27 Kommentare zu «Hipster raus?»

  • Olivier Fuchs sagt:

    Aufschlussreich, dass auf der Webseite kein Englisch verwendet wird, aber einladend-anbiedernd am Schluss ein Schweizerdeutsches ‚Chunsch au?‘ Dafür beginnt sie mit einem Ausdruck, der im Dialekt eigentlich etwas anderes bedeutet als im Hochdeutschen: ‚Spass‘. ‚Gschpass‘ bedeutet aber so etwa ‚lustige Umkehrung der Wahrheit‘ und nicht ‚Freude‘. Merkwürdig, dass in einem Lokal namens ‚Freya‘ Englisch gesprochen werden sollte, handelt es sich doch um einen deutsch-germanischen Namen. Es wird sein, dass die neue Bedienung eben aus Osteuropa oder Britannien stammt und so noch nicht Deutsch kann.

    • Meinrad sagt:

      In unserem oriental-helvetischen Dialekt sind beide Begriffe (Spass und Gschpass) üblich und bedeuten Verschiedenes. Gschpass ist das, was Olivier Fuchs oben beschreibt. Spass ist aber Vergnügen. Hier besteht kein Unterschied zum Hochdeutschen. Mein Grossvater, der aus der tiefsten Provinz stammte, lernte das Wort „Spass“ erst spät kennen und machte sich in den Achtzigern immer wieder einen Spass daraus, das Wort gegenüber uns Enkeln samt Kollegen mit einem Grinsen zu verwenden:

      „Ach ja, heute muss man ja Spass haben.“

      Er sprach das Wort mit einem kurzen „a“ aus, wir heute mit langem „a“.

  • Roxy sagt:

    Danke, immer schön zu wissen, dass wenigstens einige noch mitdenken und unterscheiden können.

  • Peter Meier sagt:

    Andere bashen kein Problem, Religionen bashen kein Problem. Wenn es aber die eigene „DNA“ betrifft darf man nicht von Parallelgesellschaften sprechen, denn man möchte ja nicht im Boot sitzen mit Fundamentalisten jeglicher Couleur. Wirkt einfach peinlich. Besser schaut man zuerst in den Spiegel, dann wird man feststellen, man befindet sich, z.B., doch nicht soweit von den Jehovas entfernt…
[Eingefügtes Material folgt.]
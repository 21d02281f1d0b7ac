// Copyright (c) 2025 Kirky.X
//
// Licensed under the MIT License
// See LICENSE file in the project root for full license information.

use serde::{Deserialize, Serialize};
use std::fmt;
use uuid::Uuid;

/// 限流类别
///
/// 不同操作使用不同的限流配额
#[derive(Debug, Clone, Copy, PartialEq, Eq, Hash, Serialize, Deserialize)]
#[serde(rename_all = "snake_case")]
pub enum RateLimiterMode {
    /// 爬取（重量级操作）
    Crawl,
    /// 爬取状态查询
    CrawlStatus,
    /// 单页抓取
    Scrape,
    /// 搜索
    Search,
    /// 预览
    Preview,
}

impl fmt::Display for RateLimiterMode {
    fn fmt(&self, f: &mut fmt::Formatter<'_>) -> fmt::Result {
        let name = match self {
            RateLimiterMode::Crawl => "crawl",
            RateLimiterMode::CrawlStatus => "crawl_status",
            RateLimiterMode::Scrape => "scrape",
            RateLimiterMode::Search => "search",
            RateLimiterMode::Preview => "preview",
        };
        f.write_str(name)
    }
}

/// 请求凭据
#[derive(Debug, Clone, Default, PartialEq, Eq)]
pub struct Credentials {
    /// Bearer 令牌中的API密钥
    pub api_key: Option<String>,
}

impl Credentials {
    /// 从 `Authorization` 头的值中解析凭据
    pub fn from_authorization(header: Option<&str>) -> Self {
        let api_key = header
            .and_then(|value| value.strip_prefix("Bearer "))
            .map(str::trim)
            .filter(|key| !key.is_empty())
            .map(str::to_string);
        Self { api_key }
    }
}

/// 认证结果
#[derive(Debug, Clone, PartialEq, Eq)]
pub struct AuthContext {
    /// 团队ID（认证成功时存在）
    pub team_id: Option<Uuid>,
    /// 是否通过认证与授权
    pub is_authorized: bool,
    /// 拒绝时的状态码
    pub rejection_status: Option<u16>,
    /// 拒绝原因
    pub rejection_reason: Option<String>,
}

impl AuthContext {
    pub fn authorized(team_id: Uuid) -> Self {
        Self {
            team_id: Some(team_id),
            is_authorized: true,
            rejection_status: None,
            rejection_reason: None,
        }
    }

    pub fn rejected(status: u16, reason: impl Into<String>) -> Self {
        Self {
            team_id: None,
            is_authorized: false,
            rejection_status: Some(status),
            rejection_reason: Some(reason.into()),
        }
    }
}

/// 额度检查结果
#[derive(Debug, Clone, PartialEq, Eq)]
pub struct CreditCheckResult {
    /// 额度是否充足
    pub sufficient: bool,
    /// 附加信息
    pub message: Option<String>,
}

impl CreditCheckResult {
    pub fn sufficient() -> Self {
        Self {
            sufficient: true,
            message: None,
        }
    }

    pub fn insufficient(message: impl Into<String>) -> Self {
        Self {
            sufficient: false,
            message: Some(message.into()),
        }
    }
}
    • Reincarnation of XY sagt:

      Hmm zwischem ideologischen Fundamentalismus und Englischsprechen besteht also für sie kein Unterschied.

  • Fiorenzo Cornelius Wagner sagt:

    Die Omnipräsenz des Englischen kann tatsächlich gewisse Ressentiments begünstigen. In Kreuzberg, Neukölln oder Friedrichshain spaziert man durch Strassen und begegnet dabei praktisch nur englisch sprechenden Menschen. Ähnliches kennt man auch aus dem Zürcher Seefeld oder der Gegend um den Idaplatz. Es gibt zudem Personal in bestimmten Restaurants in beiden Städten, die auch nur Englisch sprechen. In Zürich gilt es seit längerem ohnehin als cool, im kulturellen oder gastronomischen Bereich primär auf das Englische zu setzen. Es gibt auch eine Reihe von Veranstaltungen, die überhaupt nur noch auf Englisch kommunizieren. Mir scheint es nicht ganz falsch zu sein, dafür den Begriff der „Parallelwelten“ zu gebrauchen.

    • Martin sagt:

      @Fiorenzo Cornelius Wagner: Ich habe mal gehört, wie Zürcher Anglizismen in ihre Sprache einbauen. Da sagte einer am Telefon „Ja ich gah jetzt na mit de Boys wäg.“ Keine Ahnung was das soll, aber ich finde es bloss peinlich. Es soll wohl international klingen oder so etwas in der Art? Aber das ist eben so in den Grossstädten. Man gibt sich hip und dafür verlangt man dann gleich noch CHF 3.- mehr für den Kaffee.

  • G.Ch. sagt:

    Ich finde es absolut nicht „cool“, in meinem Land Englisch sprechen zu müssen. Leider ist des nicht nur in den Restaurant der Fall. Firmen z.B.. Putzinstitute werden nur noch in dieser Fremdsprache angeschrieben. Selbst in Schulen wird nur noch von KIDS gesprochen. Die Verarmung unserer Sprache schreitet voran.